L’accroissement du parc de logement à but non lucratif est, à multiples égards, la pierre angulaire d’une sortie durable de la crise du logement. Au-delà de cet enjeu dans lequel l’économie sociale doit jouer un rôle clé, plusieurs questions se posent sur le plan de la protection du patrimoine bâti et de l’aménagement du territoire.
Dans le secteur de l’immobilier comme dans bien d’autres secteurs, les effets négatifs des incitatifs de maximisation des profits et de logique spéculative se font bien sentir et génèrent des externalités dévastatrices pour la population, en particulier pour les personnes moins bien desservies et celles à faible revenu. Le modèle de l’économie sociale, pour sa part, est axé sur les besoins réels de la collectivité, et appuyé par une gouvernance démocratique inclusive des parties prenantes, laquelle est soucieuse des enjeux d’inégalités sociales et de la transition socioécologique.
Les entreprises d’économie sociale qui œuvrent dans le secteur de l’habitation abordable sont nombreuses et elles sont actives depuis très longtemps au Québec. De fait, elles ont développé une grande expertise dans le développement et la gestion de logements abordables. Le portrait statistique de l’économie sociale publié en 2016 par l'Institut de la statistique du Québec rapportait que plus de 1 650 entreprises d’économie sociale œuvraient dans le secteur de l’habitation, et 45 % d’entre elles existent depuis plus de 30 ans. Plus de 50 % des coopératives québécoises sont dans ce secteur d’activités. Ces entreprises desservent toutes sortes de communautés, y compris celles à plus faibles revenus et celles qui sont moins bien desservies par le marché locatif traditionnel.
Le secteur de l’habitation en économie sociale est également composé d’un grand nombre d’entreprises qui offrent des services d’accompagnement et des ressources techniques pour soutenir le développement et la gestion d’initiatives en immobilier collectif tout en tenant compte des besoins réels des communautés concernées. Ces entreprises offrent de la formation, des services-conseils et d’autres formes d’accompagnement pour réaliser toutes les étapes de mise sur pied d’un nouveau projet immobilier en économie sociale et c’est sur leur expertise que peuvent s’appuyer les porteurs et porteuses de nouveaux projets d’habitation communautaire partout à travers la province. Ces services spécialisés incluent également le partage d’expertise en architecture, en ingénierie, en urbanisme et en aménagement du territoire.

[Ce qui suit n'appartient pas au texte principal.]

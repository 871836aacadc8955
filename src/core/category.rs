//! Category business logic - Category lookups and startup seeding.
//!
//! Categories are not created or removed by the item operations. They are seeded from
//! configuration when the application starts, and read here to populate category
//! selection controls.

use crate::{
    config::settings::CategoryConfig,
    entities::{Category, category},
    errors::Result,
};
use sea_orm::{QueryOrder, Set, prelude::*};
use serde::Serialize;
use tracing::info;

/// An `(id, name)` pair for a category selection control.
#[derive(Debug, Clone, PartialEq, Eq, Serialize)]
pub struct CategoryOption {
    /// Category id, the submitted value
    pub id: i64,
    /// Category name, the displayed label
    pub name: String,
}

/// Retrieves every category as a selection option, in insertion order.
pub async fn get_category_options(db: &DatabaseConnection) -> Result<Vec<CategoryOption>> {
    let categories = Category::find()
        .order_by_asc(category::Column::Id)
        .all(db)
        .await?;

    Ok(categories
        .into_iter()
        .map(|c| CategoryOption {
            id: c.id,
            name: c.name,
        })
        .collect())
}

/// Finds a category by its unique ID.
pub async fn get_category_by_id(
    db: &DatabaseConnection,
    category_id: i64,
) -> Result<Option<category::Model>> {
    Category::find_by_id(category_id)
        .one(db)
        .await
        .map_err(Into::into)
}

/// Inserts every configured category whose name is not already present.
///
/// Categories are inserted in configuration order. Returns the number of rows
/// inserted; running it again against the same configuration inserts nothing.
pub async fn seed_categories(db: &DatabaseConnection, configs: &[CategoryConfig]) -> Result<usize> {
    let mut inserted = 0;

    for config in configs {
        let name = config.name.trim();
        let existing = Category::find()
            .filter(category::Column::Name.eq(name))
            .one(db)
            .await?;
        if existing.is_some() {
            continue;
        }

        let category = category::ActiveModel {
            name: Set(name.to_string()),
            ..Default::default()
        };
        category.insert(db).await?;
        inserted += 1;
    }

    if inserted > 0 {
        info!("Seeded {inserted} categories");
    }
    Ok(inserted)
}
//! Database configuration module for the inventory store.
//!
//! This module handles `SQLite` database connection and table creation using `SeaORM`.
//! Tables are generated from the entity definitions with `Schema::create_table_from_entity`,
//! so the `belongs_to` relations become real foreign keys (`items.category_id` and
//! `serial_numbers.item_id`). The sqlx `SQLite` driver turns `foreign_keys` on for every
//! connection, so those constraints are enforced.

use crate::entities::{Category, Item, SerialNumber};
use crate::errors::Result;
use sea_orm::{ConnectionTrait, Database, DatabaseConnection, EntityTrait, Schema};
use tracing::{debug, info};

const DEFAULT_DATABASE_URL: &str = "sqlite://data/inventory.sqlite?mode=rwc";
const DEFAULT_DATA_DIR: &str = "data";

/// Gets the database URL from the `DATABASE_URL` environment variable or returns the
/// default local `SQLite` path.
#[must_use]
pub fn get_database_url() -> String {
    std::env::var("DATABASE_URL").unwrap_or_else(|_| DEFAULT_DATABASE_URL.to_string())
}

/// Establishes a connection to the database named by [`get_database_url`].
///
/// The `data/` directory is created when the default URL is used. Connection
/// failures surface as `Error::StorageUnavailable`.
pub async fn create_connection() -> Result<DatabaseConnection> {
    let database_url = get_database_url();
    if database_url == DEFAULT_DATABASE_URL {
        std::fs::create_dir_all(DEFAULT_DATA_DIR)?;
    }
    debug!("Connecting to database at {database_url}");
    Database::connect(&database_url).await.map_err(Into::into)
}

/// Creates the `categories`, `items` and `serial_numbers` tables if they do not exist.
///
/// Parents are created before children so the foreign keys resolve.
pub async fn create_tables(db: &DatabaseConnection) -> Result<()> {
    create_table(db, Category).await?;
    create_table(db, Item).await?;
    create_table(db, SerialNumber).await?;
    info!("Database tables are ready");
    Ok(())
}

async fn create_table<E: EntityTrait>(db: &DatabaseConnection, entity: E) -> Result<()> {
    let builder = db.get_database_backend();
    let schema = Schema::new(builder);

    let mut statement = schema.create_table_from_entity(entity);
    statement.if_not_exists();

    db.execute(builder.build(&statement)).await?;
    Ok(())
}

#[cfg(test)]
mod tests {
    use super::*;
    use crate::entities::{
        category::Model as CategoryModel, item::Model as ItemModel,
        serial_number::Model as SerialNumberModel,
    };
    use sea_orm::{ActiveModelTrait, QuerySelect, Set};

    #[tokio::test]
    async fn test_create_tables() -> Result<()> {
        let db = Database::connect("sqlite::memory:").await?;
        create_tables(&db).await?;

        // Test that tables exist by querying them
        let _: Vec<CategoryModel> = Category::find().limit(1).all(&db).await?;
        let _: Vec<ItemModel> = Item::find().limit(1).all(&db).await?;
        let _: Vec<SerialNumberModel> = SerialNumber::find().limit(1).all(&db).await?;

        Ok(())
    }

    #[tokio::test]
    async fn test_create_tables_is_repeatable() -> Result<()> {
        let db = Database::connect("sqlite::memory:").await?;
        create_tables(&db).await?;
        create_tables(&db).await?;
        Ok(())
    }

    #[tokio::test]
    async fn test_item_category_foreign_key_is_enforced() -> Result<()> {
        let db = Database::connect("sqlite::memory:").await?;
        create_tables(&db).await?;

        let orphan = crate::entities::item::ActiveModel {
            name: Set("Orphan".to_string()),
            price: Set(1.0),
            category_id: Set(42),
            ..Default::default()
        };
        let result = orphan.insert(&db).await;
        assert!(result.is_err());

        Ok(())
    }
}
//! Inventory store - item and category persistence with reporting.
//!
//! This crate keeps a catalogue of items filed under categories in a relational
//! database via `SeaORM`. It covers listing, creating, editing and deleting items
//! (with their serial numbers), a count-by-category report, a spreadsheet export
//! and a fixed sample-data generator.

// Deny the most critical lints that could lead to bugs or security issues
#![deny(
    // Security and correctness
    unsafe_code,
    unsafe_op_in_unsafe_fn,

    // Code quality - things that are almost always bugs
    unreachable_code,
    unreachable_patterns,
    unused_must_use,

    // Documentation - broken links are bugs
    rustdoc::broken_intra_doc_links,
    rustdoc::private_intra_doc_links,
)]
// Warn on things that should be fixed but aren't necessarily bugs
#![warn(
    missing_docs,

    // Clippy categories for overall code quality
    clippy::all,
    clippy::pedantic,
    clippy::nursery,

    // Performance
    clippy::inefficient_to_string,
    clippy::large_types_passed_by_value,
    clippy::needless_pass_by_value,
    clippy::unnecessary_wraps,

    // Correctness
    clippy::clone_on_ref_ptr,
    clippy::dbg_macro,
    clippy::exit,
    clippy::expect_used,
    clippy::float_cmp,
    clippy::panic,
    clippy::todo,
    clippy::unimplemented,
    clippy::unwrap_used,

    // Complexity and readability
    clippy::cognitive_complexity,
    clippy::large_enum_variant,
    clippy::match_same_arms,
    clippy::too_many_lines,

    // Style consistency
    clippy::enum_glob_use,
    clippy::inconsistent_struct_constructor,
    clippy::must_use_candidate,
    clippy::redundant_closure_for_method_calls,
    clippy::semicolon_if_nothing_returned,
    clippy::wildcard_imports,

    // Future compatibility
    future_incompatible,
    rust_2018_idioms,
)]
// Allow some pedantic lints that are too noisy or not applicable
#![allow(
    clippy::module_name_repetitions,  // Common pattern in Rust
    clippy::missing_errors_doc,        // Will add gradually
    clippy::missing_panics_doc,        // Will add gradually
)]

/// Configuration management for database and application settings
pub mod config;
/// Core business logic - framework-agnostic item, category and reporting operations
pub mod core;
/// SeaORM entity definitions for database tables
pub mod entities;
/// Unified error types and result handling
pub mod errors;
/// Spreadsheet encoders for the inventory export
pub mod export;

#[cfg(test)]
pub mod test_utils;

Bon nombre d’entreprises d’économie sociale ont pour finalité sociale de protéger, conserver et mettre en valeur le patrimoine bâti du Québec, dans une vision de service à la communauté par la création et le maintien de milieux de vie attrayants. On peut penser notamment aux nombreuses entreprises et initiatives qui visent à requalifier des lieux de culte pour les transformer en espaces multifonctionnels pour répondre aux besoins de la collectivité tout en maintenant la valeur patrimoniale inestimable de ces bâtiments historiques.
D’autres entreprises d’économie sociale se spécialisent dans la valorisation du patrimoine et offrent leurs services à divers organismes publics et collectifs, notamment par le biais de collaborations avec les municipalités régionales de comté (MRC).
Quelques entreprises d’économie sociale se spécialisent également dans les services de construction et de rénovation sans but lucratif. Ces entreprises permettent notamment d’offrir ces services à coûts réduits par rapport au marché traditionnel tout en conservant une sensibilité particulière à l’usage de matériaux et de méthodes de construction écoresponsables.
Une nouvelle vague de projets d’immobilier collectif ambitieux visent le développement de milieux de vie incluant à la fois des options résidentielles, d’autres formes d’immobilier collectif (ex.: accès à des locaux commerciaux, tiers-lieux et bâtiments multifonctionnels) et des initiatives pour la conservation du patrimoine naturel, la revitalisation des espaces publics et des lieux de socialisation communautaire, etc. Autrement dit, ces projets sont organisés autour d’une perspective de transformation du rapport au foncier et d’un aménagement du territoire axé sur les besoins particuliers d’une collectivité.